Durch seine freimütige Erzählung angeregt, hatten wir eifrig das Thema diskutiert und waren auf einen anderen Gegenstand gekommen: die Verantwortung des einzelnen für eine Gruppe von Menschen. Der Fall der Bürgermeister ließ uns fragen, warum bestimmte Menschen bereit sind, sich für andere einzusetzen, obwohl sie wenig Dank dafür ernten und viel Ärger in Kauf nehmen müssen.
»Es sind oft dieselben Menschen, die sich melden, wenn eine dringende Arbeit getan werden muß«, hatte unsere Mutter nicht ohne Grund gesagt. »Wieviel Leute gibt es erfahrungsgemäß innerhalb eines Dorfes, eines Vereins, kurzum in irgendeiner Gemeinschaft von Menschen, die ernsthaft bereit wären, anzupacken und die Verantwortung für die Allgemeinheit zu tragen? Ehrenbezeigungen möchten viele, die Arbeit wenige, und wenn es dick kommt, will eigentlich niemand die Verantwortung übernehmen.«
»Es sei denn Menschen, die nicht begreifen, daß sie lediglich vorgeschoben werden. Für einige wenige Bürgermeister traf dies zu; sie haben sich in ihren Ämtern später falsch benommen, weil sie selbst nicht besonders hell waren. Aber die Mehrheit der Bürgermeister wußte nur zu gut, worum es ging. Es gab tolle Leute unter ihnen, wie der Bürgermeister von Cerisy, der im übrigen wie viele seinesgleichen - bereits 1939, lange bevor das Schlamassel losging, Bürgermeister seiner Gemeinde war. Und jetzt frage ich euch: Darf man seine Schäfchen gerade dann im Stich lassen, wenn ihnen Gefahr und Unheil drohen?«
Mit dieser Frage hatten wir es wieder mal geschafft! Losgelöst von zeitgebundenen, wirklichkeitsnahen Problemen, konnten wir nach Belieben gedanklich in höheren Sphären schweben!
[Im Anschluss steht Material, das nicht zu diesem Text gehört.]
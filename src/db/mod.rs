// SPDX-License-Identifier: MIT
// Copyright 2026 Roland Dreier <roland@rolandd.dev>

//! Database layer (Firestore, with an in-memory fallback).

pub mod firestore;
pub mod memory;

pub use self::firestore::FirestoreStore;
pub use self::memory::MemoryStore;

use chrono::{DateTime, Utc};
use ring::digest;
use ring::rand::{SecureRandom, SystemRandom};
use std::sync::Arc;

use crate::config::{Config, StorageBackend};
use crate::error::AppError;
use crate::models::{Goal, User, Workout};

/// Collection names as constants.
pub mod collections {
    pub const USERS: &str = "users";
    /// One document per registered email, keyed by `email_key`
    pub const USER_EMAILS: &str = "user_emails";
    pub const WORKOUTS: &str = "workouts";
    pub const GOALS: &str = "goals";
}

/// Random document ID: 12 bytes from the system CSPRNG, hex encoded.
pub fn new_document_id() -> Result<String, AppError> {
    let mut bytes = [0u8; 12];
    SystemRandom::new()
        .fill(&mut bytes)
        .map_err(|_| AppError::Internal(anyhow::anyhow!("System random generator failed")))?;
    Ok(hex::encode(bytes))
}

/// Document ID claiming a (normalized) email address.
///
/// Hashed so arbitrary address characters never reach a document path.
pub fn email_key(email: &str) -> String {
    hex::encode(digest::digest(&digest::SHA256, email.as_bytes()))
}

/// Database handle shared by all services.
#[derive(Clone)]
pub struct Db {
    backend: Backend,
}

#[derive(Clone)]
enum Backend {
    Firestore(FirestoreStore),
    Memory(Arc<MemoryStore>),
}

impl Db {
    /// Open the backend selected in config.
    pub async fn connect(config: &Config) -> Result<Self, AppError> {
        match config.storage_backend {
            StorageBackend::Firestore => Ok(Self {
                backend: Backend::Firestore(FirestoreStore::new(&config.gcp_project_id).await?),
            }),
            StorageBackend::Memory => {
                tracing::warn!("Using in-memory storage; data will not survive a restart");
                Ok(Self::in_memory())
            }
        }
    }

    /// Create an empty in-memory database.
    pub fn in_memory() -> Self {
        Self {
            backend: Backend::Memory(Arc::new(MemoryStore::new())),
        }
    }

    /// Short name of the active backend, for health reporting.
    pub fn backend_name(&self) -> &'static str {
        match &self.backend {
            Backend::Firestore(_) => "firestore",
            Backend::Memory(_) => "memory",
        }
    }

    // ─── Users ───────────────────────────────────────────────────

    pub async fn get_user(&self, user_id: &str) -> Result<Option<User>, AppError> {
        match &self.backend {
            Backend::Firestore(store) => store.get_user(user_id).await,
            Backend::Memory(store) => Ok(store.get_user(user_id)),
        }
    }

    pub async fn find_user_by_email(&self, email: &str) -> Result<Option<User>, AppError> {
        match &self.backend {
            Backend::Firestore(store) => store.find_user_by_email(email).await,
            Backend::Memory(store) => Ok(store.find_user_by_email(email)),
        }
    }

    /// Store a new user unless the email is already registered.
    ///
    /// Returns `false` if another account holds the email.
    pub async fn insert_user(&self, user: &User) -> Result<bool, AppError> {
        match &self.backend {
            Backend::Firestore(store) => store.insert_user(user).await,
            Backend::Memory(store) => Ok(store.insert_user(user)),
        }
    }

    // ─── Workouts ────────────────────────────────────────────────

    pub async fn get_workout(&self, workout_id: &str) -> Result<Option<Workout>, AppError> {
        match &self.backend {
            Backend::Firestore(store) => store.get_workout(workout_id).await,
            Backend::Memory(store) => Ok(store.get_workout(workout_id)),
        }
    }

    pub async fn set_workout(&self, workout: &Workout) -> Result<(), AppError> {
        match &self.backend {
            Backend::Firestore(store) => store.set_workout(workout).await,
            Backend::Memory(store) => {
                store.set_workout(workout);
                Ok(())
            }
        }
    }

    pub async fn delete_workout(&self, workout_id: &str) -> Result<(), AppError> {
        match &self.backend {
            Backend::Firestore(store) => store.delete_workout(workout_id).await,
            Backend::Memory(store) => {
                store.delete_workout(workout_id);
                Ok(())
            }
        }
    }

    /// All of a user's workouts, newest first.
    pub async fn list_workouts(&self, user_id: &str) -> Result<Vec<Workout>, AppError> {
        match &self.backend {
            Backend::Firestore(store) => store.list_workouts(user_id).await,
            Backend::Memory(store) => Ok(store.list_workouts(user_id)),
        }
    }

    /// A user's workouts with `start <= date < end`.
    pub async fn list_workouts_between(
        &self,
        user_id: &str,
        start: DateTime<Utc>,
        end: DateTime<Utc>,
    ) -> Result<Vec<Workout>, AppError> {
        match &self.backend {
            Backend::Firestore(store) => store.list_workouts_between(user_id, start, end).await,
            Backend::Memory(store) => Ok(store.list_workouts_between(user_id, start, end)),
        }
    }

    // ─── Goals ───────────────────────────────────────────────────

    /// Create-if-absent. Returns `false` if a goal with the same ID exists.
    pub async fn insert_goal(&self, goal: &Goal) -> Result<bool, AppError> {
        match &self.backend {
            Backend::Firestore(store) => store.insert_goal(goal).await,
            Backend::Memory(store) => Ok(store.insert_goal(goal)),
        }
    }

    /// The user's goal with the most recent week start.
    pub async fn latest_goal(&self, user_id: &str) -> Result<Option<Goal>, AppError> {
        match &self.backend {
            Backend::Firestore(store) => store.latest_goal(user_id).await,
            Backend::Memory(store) => Ok(store.latest_goal(user_id)),
        }
    }
}

#[cfg(test)]
mod tests {
    use super::*;

    #[test]
    fn test_in_memory_backend_name() {
        assert_eq!(Db::in_memory().backend_name(), "memory");
    }

    #[test]
    fn test_email_key_is_stable_hex() {
        let key = email_key("alice@example.com");

        assert_eq!(key.len(), 64);
        assert_eq!(key, email_key("alice@example.com"));
        assert_ne!(key, email_key("bob@example.com"));
    }

    #[test]
    fn test_document_ids_are_unique_hex() {
        let a = new_document_id().unwrap();
        let b = new_document_id().unwrap();

        assert_eq!(a.len(), 24);
        assert!(a.chars().all(|c| c.is_ascii_hexdigit()));
        assert_ne!(a, b);
    }
}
»Moment!« sagte Colette. »Altruistische Motive sind ganz schön, aber seien wir ehrlich: Ist diese unbequeme Veranlagung, für die anderen dazusein, nicht auch eine Begleiterscheinung des Wunsches, Macht auszuüben?«
Ich pflichtete ihr bei, gab aber zu bedenken, daß die Glanzseite einer führenden Position auf lange Sicht einen schlechten Ersatz für die immer wiederkehrenden Selbsteinschränkungen bieten kann, die sich »Leithammel« auferlegen müssen. »Ja, zu nichts haben sie Zeit!« rief Colette aus. »Für sich keine und für ihre Familien auch reichlich wenig!«
Die Eltern, zunächst sprachlos, fingen an zu lachen.
»Ihr scheint in eurer Kindheit unter manchem gelitten zu haben!« sagte Mama. »Ich wußte gar nicht, daß ich so verstehende, mitfühlende Kinder habe!«
»Den Leithammel vergesse ich dir nicht so schnell!« meinte Papa. Unsere Streitgespräche, die oft bitterernst begannen, endeten meist mit einem Anflug allgemeiner Heiterkeit. Sie hatten manches mit den komplizierten Sandburgen gemeinsam, die wir früher am Strand bauten, bis sie das Meer überspülte! Trotzdem haben diese »debats en famille« unser späteres Leben mehr geprägt, als wir es damals vermutet haben.